He, She and It (54 page)

Read He, She and It Online

Authors: Marge Piercy

Tags: #Fiction, #Literary

“When will we finish here?”

“Some more negotiations, and then it’s up to the Town Council to figure out how to use the link we create.”

“While you sleep tonight, I will think tactically about our problem. By morning, I should have enumerated our options, evaluated them and come up with a plan of action. First you must describe as exactly as possible the Y-S enclave in Nebraska.”

“I will. But are we being too reckless? They want you, and we’re about to deliver you to them.”

“I will destroy myself before permitting that. Now describe the enclave in detail. Start with all possible approaches and entrances.”

THIRTY-SIX

The Maharal Embattled

In the classic golem tales of my childhood, a pogrom rips at the ghetto.
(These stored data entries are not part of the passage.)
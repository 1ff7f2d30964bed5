//! Advisory delivery
//!
//! Provides:
//! - A `NotificationSink` trait with a single sticky (non auto-dismissing) channel
//! - Log, collecting, webhook and fan-out sinks
//! - A factory driven by `NotificationConfig`

use async_trait::async_trait;
use parking_lot::Mutex;
use serde_json::json;
use std::sync::Arc;
use tracing::{error, info, warn};

use vts_config::NotificationConfig;

use crate::advisory::Advisory;

/// Where advisories end up
#[async_trait]
pub trait NotificationSink: Send + Sync {
    /// Show a persistent informational advisory
    async fn sticky_info(&self, advisory: &Advisory);

    fn is_enabled(&self) -> bool;
}

/// Drops every advisory
pub struct NoOpNotificationSink;

#[async_trait]
impl NotificationSink for NoOpNotificationSink {
    async fn sticky_info(&self, _advisory: &Advisory) {}

    fn is_enabled(&self) -> bool {
        false
    }
}

/// Writes advisories to the log at WARN level
pub struct LogNotificationSink;

#[async_trait]
impl NotificationSink for LogNotificationSink {
    async fn sticky_info(&self, advisory: &Advisory) {
        let failed: Vec<String> = advisory
            .failed
            .iter()
            .map(|r| format!("{} {} ({:?})", r.action, r.id, r.outcome.status()))
            .collect();

        warn!(
            kind = ?advisory.kind,
            source = %advisory.source,
            failed = ?failed,
            "{}",
            advisory.message
        );
    }

    fn is_enabled(&self) -> bool {
        true
    }
}

/// Keeps advisories in memory until taken
#[derive(Default)]
pub struct CollectingNotificationSink {
    advisories: Mutex<Vec<Advisory>>,
}

impl CollectingNotificationSink {
    pub fn new() -> Self {
        Self::default()
    }

    pub fn advisories(&self) -> Vec<Advisory> {
        self.advisories.lock().clone()
    }

    pub fn take(&self) -> Vec<Advisory> {
        std::mem::take(&mut *self.advisories.lock())
    }

    pub fn len(&self) -> usize {
        self.advisories.lock().len()
    }

    pub fn is_empty(&self) -> bool {
        self.advisories.lock().is_empty()
    }
}

#[async_trait]
impl NotificationSink for CollectingNotificationSink {
    async fn sticky_info(&self, advisory: &Advisory) {
        self.advisories.lock().push(advisory.clone());
    }

    fn is_enabled(&self) -> bool {
        true
    }
}

/// Posts advisories as Adaptive Cards to a chat webhook
pub struct WebhookNotificationSink {
    client: reqwest::Client,
    webhook_url: String,
}

impl WebhookNotificationSink {
    pub fn new(webhook_url: impl Into<String>) -> Self {
        Self::with_client(reqwest::Client::new(), webhook_url)
    }

    pub fn with_client(client: reqwest::Client, webhook_url: impl Into<String>) -> Self {
        Self {
            client,
            webhook_url: webhook_url.into(),
        }
    }

    fn build_card(advisory: &Advisory) -> serde_json::Value {
        let facts: Vec<serde_json::Value> = advisory
            .failed
            .iter()
            .map(|r| {
                let status = r
                    .outcome
                    .status()
                    .map_or_else(|| "no response".to_string(), |s| s.to_string());
                json!({ "title": format!("{} {}", r.action, r.id), "value": status })
            })
            .collect();

        json!({
            "attachments": [{
                "contentType": "application/vnd.microsoft.card.adaptive",
                "content": {
                    "type": "AdaptiveCard",
                    "version": "1.4",
                    "body": [
                        {
                            "type": "TextBlock",
                            "text": format!("Transform sync: {}", advisory.source),
                            "weight": "Bolder",
                            "size": "Medium"
                        },
                        {
                            "type": "TextBlock",
                            "text": &advisory.message,
                            "wrap": true
                        },
                        {
                            "type": "FactSet",
                            "facts": facts
                        }
                    ]
                }
            }]
        })
    }

    async fn send(&self, payload: serde_json::Value) -> Result<(), reqwest::Error> {
        let response = self
            .client
            .post(&self.webhook_url)
            .json(&payload)
            .send()
            .await?;

        if !response.status().is_success() {
            let status = response.status();
            let body = response.text().await.unwrap_or_default();
            error!(status = %status, body = %body, "Advisory webhook returned error");
        }

        Ok(())
    }
}

#[async_trait]
impl NotificationSink for WebhookNotificationSink {
    async fn sticky_info(&self, advisory: &Advisory) {
        let payload = Self::build_card(advisory);
        if let Err(e) = self.send(payload).await {
            error!(error = %e, kind = ?advisory.kind, "Failed to post advisory to webhook");
        } else {
            info!(kind = ?advisory.kind, source = %advisory.source, "Advisory posted to webhook");
        }
    }

    fn is_enabled(&self) -> bool {
        true
    }
}

/// Forwards every advisory to all delegates in order
pub struct FanoutNotificationSink {
    delegates: Vec<Arc<dyn NotificationSink>>,
}

impl FanoutNotificationSink {
    pub fn new(delegates: Vec<Arc<dyn NotificationSink>>) -> Self {
        Self { delegates }
    }
}

#[async_trait]
impl NotificationSink for FanoutNotificationSink {
    async fn sticky_info(&self, advisory: &Advisory) {
        for delegate in &self.delegates {
            delegate.sticky_info(advisory).await;
        }
    }

    fn is_enabled(&self) -> bool {
        self.delegates.iter().any(|d| d.is_enabled())
    }
}

/// Create the sink described by `config`
pub fn create_notification_sink(config: &NotificationConfig) -> Arc<dyn NotificationSink> {
    let mut delegates: Vec<Arc<dyn NotificationSink>> = Vec::new();

    if config.log_enabled {
        delegates.push(Arc::new(LogNotificationSink));
    }

    if config.webhook_enabled {
        match config.webhook_url.as_deref() {
            Some(url) if !url.is_empty() => {
                delegates.push(Arc::new(WebhookNotificationSink::new(url)));
                info!("Advisory webhook enabled");
            }
            _ => warn!("Advisory webhook enabled but URL not configured - skipping"),
        }
    }

    match delegates.len() {
        0 => Arc::new(NoOpNotificationSink),
        1 => delegates.remove(0),
        _ => Arc::new(FanoutNotificationSink::new(delegates)),
    }
}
Actually Rabbi Loew managed to stave off disaster his entire life. If you consult your memory banks for the period, you will discover no pogroms. After Judah came the Thirty Years’ War, in which those peasants and townspeople not hacked or burned or bludgeoned or raped to death got the opportunity to starve. Before him there had been a massacre every generation. Therefore that there had been a golden age of peace for the embattled Jews of Prague, when only the ordinary pricks and prods of anti-Semitism exposed them to injury, seemed to require a supernatural agency. Pogroms were a part of the basic fabric of diaspora experience; our own vulnerability drives me to tell you this tale of a battle when your predecessor rose to defend.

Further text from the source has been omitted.